Что-то внутри бунтовало, сопротивлялось и яростно шептало, что это неправильно (почему-то голосом Грейнджер), чтобы она отдернула руку, прокляла Реддла и с гордо поднятой головой вышла из Выручайки. Но... Она всё так же старалась пересилить себя и найти хоть горстку ненависти и желания убить — хоть и отвратительное, мерзкое, но оттого не менее невинное, беззащитное существо.
Джинни закрыла глаза и вторила искушающему голосу змея; губы, словно чужие, складывались в буквы, когда связки горла сокращались, выдавая звуки смерти. Первый слог сорвался шёпотом, обжигая горло кислотой предательства:
— Авада Кедавра.
И вот зелёная вспышка озарила сквозь закрытые веки. Тело паука обмякло с тихим шуршанием, словно мешок с костями. Но настоящий ужас пришёл после — в тишине. Она не хотела открывать глаза, не хотела признавать, что убила. Но голос её персонального змея шептал, убеждая в том, что это правильно, что так нужно: пожиратели смерти Волан-де-Морт не станут её жалеть, а она должна действовать наверняка. И что, как не смерть, может быть большей гарантией её безопасности?
Абсолютная, незыблемая смерть от Авады.
Джинни прерывисто дышала — как тогда, после второго испытания, когда оказалась на суше. Её лицо, до смерти бледное, блестело бисеринками пота на лбу.

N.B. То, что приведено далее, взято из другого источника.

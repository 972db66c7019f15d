//! State module for classifying crawl outcomes
//!
//! # Components
//!
//! - `ErrorKind`: the taxonomy every page failure and fatal condition is counted under

mod error_kind;

// Re-export main types
pub use error_kind::ErrorKind;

Том без всякого отвращения целовал её во влажный висок, прижимаясь к мокрым от пота волосам, и что-то шептал — что-то успокаивающее. А Джинни слышала, чувствовала, как что-то ломалось, трескалось и разлеталось на осколки, вонзаясь в кожу изнутри.
Что-то иррациональное творилось в ней. Что-то новое рождалось — тёмное, грязное, совсем не подходящее ей, реддловское. Она встряхнула головой, рассыпаясь в нервном, истеричном смехе — звучавшем как треск разбитого стекла, — пока ей в глотку силой не влили успокоительное.